Since I am currently not aware of third party products shipping an SMF service for their application (which does not mean much, ie. they could well exist) I just make two generic statements:
1) If for that application a standard Sun Cluster agent exists, then the instructions for installing this data service would include to disable the SMF on the cluster nodes (like on pre Solaris 10 systems the legacy runlevel script would need to get deactivated).
2) If for that application no standard Sun Cluster agent exists, then one would have the ability to leverage the new proxy SMF resource types coming with Sun Cluster 3.2. They would use the SMF manifest to start and stop the application.

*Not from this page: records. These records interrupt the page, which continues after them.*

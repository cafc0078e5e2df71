//! Error types for DMG bundling operations.
//!
//! Configuration errors are raised before any external process runs. Tool
//! errors carry the command and its stderr so failures in `dmgbuild` or
//! `codesign` surface with enough detail to act on.

use std::{
    fmt::Display,
    io,
    path::{Path, PathBuf},
};
use thiserror::Error;

/// Result type alias for bundler operations.
pub type Result<T> = std::result::Result<T, Error>;

/// Errors produced while resolving options, building, signing or reporting a DMG.
#[derive(Error, Debug)]
pub enum Error {
    /// A configuration value is present but unusable.
    #[error("Invalid configuration: dmg.{option} {reason}")]
    InvalidOption {
        /// Option name as written in the manifest
        option: &'static str,
        /// What is wrong with it
        reason: String,
    },

    /// Two mutually exclusive options were both set.
    #[error(
        "Invalid configuration: both dmg.{first} and dmg.{second} are specified, only one of them may be set"
    )]
    ConflictingOptions {
        /// First option name
        first: &'static str,
        /// Second option name
        second: &'static str,
    },

    /// An external tool could not be located.
    #[error("Required tool `{tool}` not found: {reason}")]
    ToolNotFound {
        /// Tool name
        tool: String,
        /// Why resolution failed
        reason: String,
    },

    /// An external command could not be spawned.
    #[error("Failed to run `{command}`: {error}")]
    CommandFailed {
        /// Command that failed to start
        command: String,
        /// Underlying spawn error
        error: io::Error,
    },

    /// An external command ran but exited unsuccessfully.
    #[error("`{command}` exited with {}: {stderr}", describe_exit(.code))]
    ToolFailed {
        /// Command that failed
        command: String,
        /// Exit code, `None` when terminated by a signal
        code: Option<i32>,
        /// Captured standard error
        stderr: String,
    },

    /// File system operation failed on a specific path.
    #[error("{context} {}: {error}", .path.display())]
    Fs {
        /// What was being done
        context: String,
        /// Path involved
        path: PathBuf,
        /// Underlying IO error
        error: io::Error,
    },

    /// Settings script rendering failed.
    #[error("Template error: {0}")]
    Template(#[from] handlebars::RenderError),

    /// Unsupported or unparsable architecture.
    #[error("Architecture error: {0}")]
    ArchError(String),

    /// Anything else.
    #[error("{0}")]
    GenericError(String),
}

fn describe_exit(code: &Option<i32>) -> String {
    match code {
        Some(code) => format!("code {code}"),
        None => "signal".to_string(),
    }
}

impl Error {
    /// Whether this error was caused by invalid user configuration.
    ///
    /// Configuration errors are raised before any external process is spawned.
    pub fn is_configuration_error(&self) -> bool {
        matches!(
            self,
            Error::InvalidOption { .. } | Error::ConflictingOptions { .. }
        )
    }
}

/// Attach context to fallible values.
pub trait Context<T> {
    /// Wrap the error with a static context message.
    fn context<C>(self, context: C) -> Result<T>
    where
        C: Display + Send + Sync + 'static;

    /// Wrap the error with a lazily built context message.
    fn with_context<C, F>(self, f: F) -> Result<T>
    where
        C: Display + Send + Sync + 'static,
        F: FnOnce() -> C;
}

impl<T> Context<T> for Option<T> {
    fn context<C>(self, context: C) -> Result<T>
    where
        C: Display + Send + Sync + 'static,
    {
        self.ok_or_else(|| Error::GenericError(context.to_string()))
    }

    fn with_context<C, F>(self, f: F) -> Result<T>
    where
        C: Display + Send + Sync + 'static,
        F: FnOnce() -> C,
    {
        self.ok_or_else(|| Error::GenericError(f().to_string()))
    }
}

/// File system error helpers.
pub trait ErrorExt<T> {
    /// Convert an IO error into [`Error::Fs`] carrying the path and a description.
    fn fs_context(self, context: &str, path: impl AsRef<Path>) -> Result<T>;
}

impl<T> ErrorExt<T> for std::result::Result<T, io::Error> {
    fn fs_context(self, context: &str, path: impl AsRef<Path>) -> Result<T> {
        self.map_err(|error| Error::Fs {
            context: context.to_string(),
            path: path.as_ref().to_path_buf(),
            error,
        })
    }
}

/// Return early with a [`Error::GenericError`] built from a format string.
#[macro_export]
macro_rules! bail {
    ($($arg:tt)*) => {
        return Err($crate::bundler::Error::GenericError(format!($($arg)*)))
    };
}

Note that by using this resource type you would not have any application fault monitoring.
Details to 2) can be found at
http://blogs.sun.com/SC/entry/making_smf_services_highly_available and
http://docs.sun.com/app/docs/doc/819-2974/6n57pdk2b?a=view
Greets
Thorsten
Message was edited by:
Thorsten.Frueauf
Hi
I use one of 3 solutions if I have to integrate an application without cluster agent:
1) If there is a chance I will need the same application unclustered somewhere, then I create an SMF Manifest and integrate the service via the SMFproxy into the cluster
2) If I need a probe for the service, and have Suncluster 3.2 with clustered Zones, then I again create an SMF Service, but control it via sczsmf in a zone, this allows you to specify a probe script.
2) Otherwise I use a simple wraper script which implements start/stop/probe and create a GDS.